Balancing the budget on the backs of the most vulnerable South Floridians
The largest parts of federal spending are Social Security, Medicare, Medicaid, and defense. And Washington has shown much less hesitation to spend on military priorities.
When South Florida members of Congress Mario Díaz-Balart, Carlos Giménez, and María Elvira Salazar voted for a balanced-budget constitutional amendment, they aligned with a familiar Washington talking point: fiscal responsibility.
But here in South Florida, that vote means very different things. Because in Miami-Dade and nearby areas, the federal budget isn’t just an idea; it’s about survival.
This area has one of the oldest populations in the United States. Hundreds of thousands of residents rely on Social Security not as a supplement but as their primary income. Medicare is not optional—it is the difference between receiving care and going without it. Medicaid covers the gaps for the most vulnerable. And the Affordable Care Act—“Obamacare”—has one of its highest enrollment rates in the nation right here in South Florida.

These are not just line items; they are lifelines. So, what does a balanced budget amendment really mean in this context?
The federal government currently runs deficits of $1–2 trillion each year. A constitutional requirement to eliminate that deficit would force Congress to make immediate and drastic choices: raise taxes significantly, cut spending, or both.
And this is where the political rhetoric collides with mathematical reality.
The largest parts of federal spending are Social Security, Medicare, Medicaid, and defense. There is no realistic way to achieve a balanced budget—at least not within the timeframe such an amendment would require—without putting immense pressure on these programs.
Supporters claim the amendment doesn’t require cuts. That is technically accurate. But it sidesteps the real question: what, specifically, would be cut instead?

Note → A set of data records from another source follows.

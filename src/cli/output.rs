//! CLI output formatting utilities.

use console::style;
use indicatif::{ProgressBar, ProgressStyle};

/// Output helper for CLI formatting.
pub struct Output;

impl Output {
    /// Print an info message.
    pub fn info(msg: &str) {
        println!("{} {}", style(">>").cyan().bold(), msg);
    }

    /// Print a success message.
    pub fn success(msg: &str) {
        println!("{} {}", style(">>").green().bold(), msg);
    }

    /// Print a warning message.
    pub fn warning(msg: &str) {
        eprintln!("{} {}", style(">>").yellow().bold(), msg);
    }

    /// Print an error message.
    pub fn error(msg: &str) {
        eprintln!("{} {}", style(">>").red().bold(), msg);
    }

    /// Print a header.
    pub fn header(msg: &str) {
        println!("\n{}", style(msg).bold().underlined());
    }

    /// Print a key-value pair.
    pub fn kv(key: &str, value: &str) {
        println!("  {}: {}", style(key).dim(), value);
    }

    /// Print a list item.
    pub fn list_item(msg: &str) {
        println!("  {} {}", style("*").cyan(), msg);
    }

    /// Print course summary info.
    pub fn course_info(title: &str, instructor: Option<&str>, lessons: u32, chunks: u32) {
        let instructor_part = instructor
            .map(|i| format!(", {}", i))
            .unwrap_or_default();
        println!(
            "  {} {} ({} lessons, {} chunks{})",
            style("*").cyan(),
            style(title).bold(),
            lessons,
            chunks,
            instructor_part
        );
    }

    /// Print a search result.
    pub fn search_result(label: &str, score: f32, content: &str, link: Option<&str>) {
        println!(
            "\n{} {} (score: {:.2})",
            style(">>").green(),
            style(label).bold(),
            score
        );
        println!("   {}", content_preview(content, 200));
        if let Some(l) = link {
            println!("   {}", style(l).dim());
        }
    }

    /// Print a citation source line.
    pub fn source(label: &str, link: Option<&str>) {
        match link {
            Some(l) => println!("  {} {} ({})", style("*").cyan(), label, style(l).dim()),
            None => println!("  {} {}", style("*").cyan(), label),
        }
    }

    /// Create a spinner.
    pub fn spinner(msg: &str) -> ProgressBar {
        let pb = ProgressBar::new_spinner();
        pb.set_style(
            ProgressStyle::default_spinner()
                .template("{spinner:.green} {msg}")
                .unwrap(),
        );
        pb.set_message(msg.to_string());
        pb.enable_steady_tick(std::time::Duration::from_millis(100));
        pb
    }
}

/// Truncate content with ellipsis.
fn content_preview(content: &str, max_len: usize) -> String {
    let content = content.replace('\n', " ");
    if content.len() <= max_len {
        content
    } else {
        format!("{}...", &content[..max_len])
    }
}
//! Pensum CLI entry point.

use anyhow::Result;
use clap::Parser;
use pensum::cli::{commands, Cli, Commands};
use pensum::config::Settings;
use tracing_subscriber::{layer::SubscriberExt, util::SubscriberInitExt, EnvFilter};

#[tokio::main]
async fn main() -> Result<()> {
    let cli = Cli::parse();

    // Initialize logging
    let log_level = match cli.verbose {
        0 => "warn",
        1 => "info",
        2 => "debug",
        _ => "trace",
    };

    tracing_subscriber::registry()
        .with(EnvFilter::new(
            std::env::var("RUST_LOG").unwrap_or_else(|_| format!("pensum={}", log_level)),
        ))
        .with(tracing_subscriber::fmt::layer().with_target(false))
        .init();

    // Load configuration
    let settings = match &cli.config {
        Some(path) => Settings::load_from(Some(&std::path::PathBuf::from(path)))?,
        None => Settings::load()?,
    };

    // Ensure data directory exists
    std::fs::create_dir_all(settings.data_dir())?;

    // Execute command
    match &cli.command {
        Commands::Init => {
            commands::run_init(&settings)?;
        }

        Commands::Doctor => {
            commands::run_doctor(settings).await?;
        }

        Commands::Ingest { path, force } => {
            commands::run_ingest(path, *force, settings).await?;
        }

        Commands::Ask {
            question,
            model,
            session,
        } => {
            commands::run_ask(question, model.clone(), session.clone(), settings).await?;
        }

        Commands::Search {
            query,
            course,
            lesson,
            limit,
        } => {
            commands::run_search(query, course.clone(), *lesson, *limit, settings).await?;
        }

        Commands::Outline { course } => {
            commands::run_outline(course, settings).await?;
        }

        Commands::Chat { model } => {
            commands::run_chat(model.clone(), settings).await?;
        }

        Commands::List => {
            commands::run_list(settings).await?;
        }

        Commands::Serve { host, port } => {
            commands::run_serve(host, *port, settings).await?;
        }

        Commands::Config { action } => {
            commands::run_config(action, settings)?;
        }
    }

    Ok(())
}
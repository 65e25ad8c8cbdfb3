//! Pre-flight checks before paid operations.
//!
//! Validates that required configuration is available before starting
//! operations that would otherwise fail midway.

use crate::error::{PensumError, Result};

/// Requirements for different operations.
#[derive(Debug, Clone, Copy)]
pub enum Operation {
    /// Ingestion embeds every chunk; requires the API key.
    Ingest,
    /// Asking questions requires the API key for both model and embeddings.
    Ask,
    /// Direct search embeds the query; requires the API key.
    Search,
}

/// Run pre-flight checks for the given operation.
///
/// Returns Ok(()) if all checks pass, or an error describing what's missing.
pub fn check(operation: Operation) -> Result<()> {
    match operation {
        Operation::Ingest | Operation::Ask | Operation::Search => {
            check_api_key()?;
        }
    }
    Ok(())
}

/// Check if the OpenAI API key is configured.
fn check_api_key() -> Result<()> {
    match std::env::var("OPENAI_API_KEY") {
        Ok(key) if !key.is_empty() => Ok(()),
        Ok(_) => Err(PensumError::Config(
            "OPENAI_API_KEY is empty. Set it with: export OPENAI_API_KEY='sk-...'".to_string(),
        )),
        Err(_) => Err(PensumError::Config(
            "OPENAI_API_KEY not set. Set it with: export OPENAI_API_KEY='sk-...'".to_string(),
        )),
    }
}
//! Course data model and the ingestion document format.
//!
//! Courses are identified by their title everywhere downstream; there is no
//! separate numeric ID. All records are immutable once ingested.

use serde::{Deserialize, Serialize};

/// A course with its ordered lesson list.
#[derive(Debug, Clone, Serialize, Deserialize)]
pub struct Course {
    /// Canonical course title (unique across the catalog).
    pub title: String,
    /// Link to the course page.
    #[serde(default)]
    pub link: Option<String>,
    /// Course instructor.
    #[serde(default)]
    pub instructor: Option<String>,
    /// Lessons in course order.
    #[serde(default)]
    pub lessons: Vec<Lesson>,
}

impl Course {
    /// Look up a lesson by its number.
    pub fn lesson(&self, number: u32) -> Option<&Lesson> {
        self.lessons.iter().find(|l| l.number == number)
    }

    /// Link for a lesson, if the course carries one.
    pub fn lesson_link(&self, number: u32) -> Option<&str> {
        self.lesson(number).and_then(|l| l.link.as_deref())
    }
}

/// A single lesson within a course.
#[derive(Debug, Clone, Serialize, Deserialize)]
pub struct Lesson {
    /// Lesson number (unique within its course).
    pub number: u32,
    /// Lesson title.
    pub title: String,
    /// Link to the lesson page.
    #[serde(default)]
    pub link: Option<String>,
}

/// One pre-chunked span of course text as produced by the ingestion pipeline.
#[derive(Debug, Clone, Serialize, Deserialize)]
pub struct CourseChunk {
    /// Chunk text.
    pub content: String,
    /// Title of the owning course.
    pub course_title: String,
    /// Lesson this chunk belongs to, if any.
    #[serde(default)]
    pub lesson_number: Option<u32>,
    /// Position of this chunk within the course.
    pub chunk_index: u32,
}

/// On-disk ingestion format: course metadata plus its pre-chunked content.
///
/// Chunking happens upstream; Pensum only consumes these records.
#[derive(Debug, Clone, Deserialize)]
pub struct CourseDocument {
    #[serde(flatten)]
    pub course: Course,
    /// Ordered chunk list. `chunk_index` defaults to list position.
    pub chunks: Vec<RawChunk>,
}

/// A chunk as it appears in a course document file.
#[derive(Debug, Clone, Deserialize)]
pub struct RawChunk {
    pub content: String,
    #[serde(default)]
    pub lesson_number: Option<u32>,
    #[serde(default)]
    pub chunk_index: Option<u32>,
}

impl CourseDocument {
    /// Materialize the document's chunks with their owning course title and
    /// positional indices filled in.
    pub fn content_chunks(&self) -> Vec<CourseChunk> {
        self.chunks
            .iter()
            .enumerate()
            .map(|(i, raw)| CourseChunk {
                content: raw.content.clone(),
                course_title: self.course.title.clone(),
                lesson_number: raw.lesson_number,
                chunk_index: raw.chunk_index.unwrap_or(i as u32),
            })
            .collect()
    }
}
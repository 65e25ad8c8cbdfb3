//! Embedding generation for semantic search and course-name resolution.

mod openai;

pub use openai::OpenAIEmbedder;

use crate::error::Result;
use async_trait::async_trait;

/// Trait for embedding generation.
#[async_trait]
pub trait Embedder: Send + Sync {
    /// Generate an embedding for a single text.
    async fn embed(&self, text: &str) -> Result<Vec<f32>>;

    /// Generate embeddings for multiple texts.
    async fn embed_batch(&self, texts: &[String]) -> Result<Vec<Vec<f32>>>;

    /// Get the embedding dimensions.
    fn dimensions(&self) -> usize;
}
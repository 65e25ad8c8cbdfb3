//! Search command implementation.

use crate::cli::preflight::{self, Operation};
use crate::cli::Output;
use crate::config::Settings;
use crate::orchestrator::Orchestrator;
use anyhow::Result;

/// Run the search command.
pub async fn run_search(
    query: &str,
    course: Option<String>,
    lesson: Option<u32>,
    limit: usize,
    mut settings: Settings,
) -> Result<()> {
    if let Err(e) = preflight::check(Operation::Search) {
        Output::error(&format!("{}", e));
        return Err(e.into());
    }

    settings.rag.max_results = limit;
    let orchestrator = Orchestrator::new(settings)?;
    let retrieval = orchestrator.retrieval();

    let spinner = Output::spinner("Searching...");

    // Resolve the optional course filter the same way the assistant's tools do.
    let course_title = match &course {
        Some(name) => match retrieval.resolve_course_name(name).await {
            Ok(Some(title)) => Some(title),
            Ok(None) => {
                spinner.finish_and_clear();
                Output::warning(&format!("No course found matching '{}'", name));
                return Ok(());
            }
            Err(e) => {
                spinner.finish_and_clear();
                Output::error(&format!("Course lookup failed: {}", e));
                return Err(e.into());
            }
        },
        None => None,
    };

    let results = retrieval
        .search_content(query, course_title.as_deref(), lesson)
        .await;
    spinner.finish_and_clear();

    match results {
        Ok(hits) if hits.is_empty() => {
            Output::warning("No results found matching your query.");
        }
        Ok(hits) => {
            Output::success(&format!("Found {} results", hits.len()));
            for hit in &hits {
                let label = match hit.chunk.lesson_number {
                    Some(n) => format!("{} - Lesson {}", hit.chunk.course_title, n),
                    None => hit.chunk.course_title.clone(),
                };
                Output::search_result(&label, hit.score, &hit.chunk.content, None);
            }
        }
        Err(e) => {
            Output::error(&format!("Search failed: {}", e));
            return Err(anyhow::anyhow!("{}", e));
        }
    }

    Ok(())
}
//! Bounded multi-round tool loop.
//!
//! One [`Agent`] run drives a single query to completion: the model is
//! called with the tool schemas, requested tools are executed sequentially
//! in request order, results are appended to the message log, and the model
//! is called again with the schemas still offered. The loop stops when the
//! model answers in text or when the round budget is spent; in the latter
//! case one final call with tools withheld forces a terminal answer.

use super::tools::{CitationSource, ToolRegistry};
use crate::chat_model::{ChatModel, ToolInvocation};
use crate::error::{PensumError, Result};
use async_openai::types::{
    ChatCompletionMessageToolCall, ChatCompletionRequestAssistantMessageArgs,
    ChatCompletionRequestMessage, ChatCompletionRequestSystemMessageArgs,
    ChatCompletionRequestToolMessageArgs, ChatCompletionRequestUserMessageArgs,
    ChatCompletionToolType, FunctionCall,
};
use std::sync::Arc;
use tracing::{debug, info, instrument};

/// Default number of tool-execution rounds per query.
const DEFAULT_MAX_ROUNDS: usize = 2;

/// Assistant that answers one query through the bounded tool loop.
pub struct Agent {
    model: Arc<dyn ChatModel>,
    registry: ToolRegistry,
    system_prompt: String,
    max_rounds: usize,
}

impl Agent {
    /// Create an agent over the given model and tool registry.
    pub fn new(model: Arc<dyn ChatModel>, registry: ToolRegistry, system_prompt: &str) -> Self {
        Self {
            model,
            registry,
            system_prompt: system_prompt.to_string(),
            max_rounds: DEFAULT_MAX_ROUNDS,
        }
    }

    /// Set the tool-round budget.
    pub fn with_max_rounds(mut self, max_rounds: usize) -> Self {
        self.max_rounds = max_rounds;
        self
    }

    /// Answer a query. `history` is the rendered text of past exchanges; it
    /// is folded into the system instructions of every model call and stays
    /// fixed for the whole run.
    ///
    /// Tool failures are fed back to the model as result text and never
    /// abort the loop; only a failing model call errors out, with no
    /// partial answer.
    #[instrument(skip(self, history), fields(question = %question))]
    pub async fn run(&self, question: &str, history: Option<&str>) -> Result<AgentOutcome> {
        let system_content = match history {
            Some(h) => format!("{}\n\nPrevious conversation:\n{}", self.system_prompt, h),
            None => self.system_prompt.clone(),
        };

        let mut messages: Vec<ChatCompletionRequestMessage> = vec![
            ChatCompletionRequestSystemMessageArgs::default()
                .content(system_content)
                .build()
                .map_err(|e| PensumError::Assistant(e.to_string()))?
                .into(),
            ChatCompletionRequestUserMessageArgs::default()
                .content(question)
                .build()
                .map_err(|e| PensumError::Assistant(e.to_string()))?
                .into(),
        ];

        let tools = self.registry.get_all_definitions();
        let mut reply = self.model.complete(&messages, Some(tools.as_slice())).await?;
        let mut rounds = 0;

        while reply.requested_tools() {
            if rounds >= self.max_rounds {
                // Budget spent while the model still wants a tool: withhold
                // the schemas so the next reply must be plain text. The
                // dangling request is dropped, not executed.
                info!("Round budget ({}) spent, forcing terminal answer", self.max_rounds);
                reply = self.model.complete(&messages, None).await?;
                break;
            }

            rounds += 1;
            debug!("Tool round {}/{}", rounds, self.max_rounds);

            messages.push(assistant_tool_request(&reply.tool_calls)?);
            for call in &reply.tool_calls {
                info!("Executing tool: {}", call.name);
                let output = self.registry.execute(&call.name, &call.arguments).await;
                messages.push(tool_result(&call.id, output)?);
            }

            // The schemas stay offered on every follow-up call so the model
            // keeps the option to chain another retrieval.
            reply = self.model.complete(&messages, Some(tools.as_slice())).await?;
        }

        let answer = reply.text();
        let sources = self.registry.drain_sources();

        Ok(AgentOutcome {
            answer,
            sources,
            tool_rounds: rounds,
        })
    }
}

/// Result of one agent run.
#[derive(Debug)]
pub struct AgentOutcome {
    /// Final natural-language answer.
    pub answer: String,
    /// Citation sources accumulated during the run, in tool-call order.
    pub sources: Vec<CitationSource>,
    /// Number of tool-execution rounds used.
    pub tool_rounds: usize,
}

/// Build the assistant turn carrying the model's tool requests, preserving
/// the correlation IDs.
fn assistant_tool_request(calls: &[ToolInvocation]) -> Result<ChatCompletionRequestMessage> {
    let tool_calls: Vec<ChatCompletionMessageToolCall> = calls
        .iter()
        .map(|c| ChatCompletionMessageToolCall {
            id: c.id.clone(),
            r#type: ChatCompletionToolType::Function,
            function: FunctionCall {
                name: c.name.clone(),
                arguments: c.arguments.clone(),
            },
        })
        .collect();

    Ok(ChatCompletionRequestAssistantMessageArgs::default()
        .tool_calls(tool_calls)
        .build()
        .map_err(|e| PensumError::Assistant(e.to_string()))?
        .into())
}

/// Build the tool-result turn for a completed invocation.
fn tool_result(call_id: &str, content: String) -> Result<ChatCompletionRequestMessage> {
    Ok(ChatCompletionRequestToolMessageArgs::default()
        .tool_call_id(call_id)
        .content(content)
        .build()
        .map_err(|e| PensumError::Assistant(e.to_string()))?
        .into())
}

While calls for austerity grow louder when discussing domestic programs, Washington has shown much less hesitation to spend on military priorities. The United States continues to allocate large amounts to defense, prepare for potential conflicts—including with Iran—and send billions in aid abroad, including to Israel during a devastating and widely condemned campaign in Gaza.
It appears that deficits are acceptable—depending on what they are funding.
That contradiction is important, especially in South Florida.
This is a region where many retirees live on fixed incomes that do not go far enough in today’s economy. It is a place where working families rely on Affordable Care Act subsidies to afford health insurance. Here, healthcare costs, housing costs, and food prices continue to rise faster than wages or benefits.
Talking about balancing the budget without specifying what will be cut isn’t fiscal responsibility; it’s political evasion. And casting that vote while representing one of the most federally dependent constituencies in the country is even more than that — it’s a gamble.
- A gamble that the cuts will be made elsewhere.
- A gamble that political backlash can be controlled.
- A gamble that the programs supporting this community will somehow be spared.
But if the math tells us anything, it’s that such assumptions probably won’t hold.
A constitutional amendment isn’t just a messaging bill; it’s a binding constraint. Once enacted, it doesn’t bow to political convenience or campaign promises. It mandates tough, immediate choices.
And those choices will not be made in the abstract. They will be felt here: in Miami’s retirement communities, in working-class neighborhoods, and in households where a Social Security check or a subsidized health plan makes the difference between stability and crisis.
Díaz-Balart, Giménez, and Salazar may describe their votes as support for fiscal discipline. But in South Florida, discipline enforced without clarity is nearly the same as risk.
The real question isn’t about balancing the budget, but about who bears the cost. And in this community, the answer may already be written.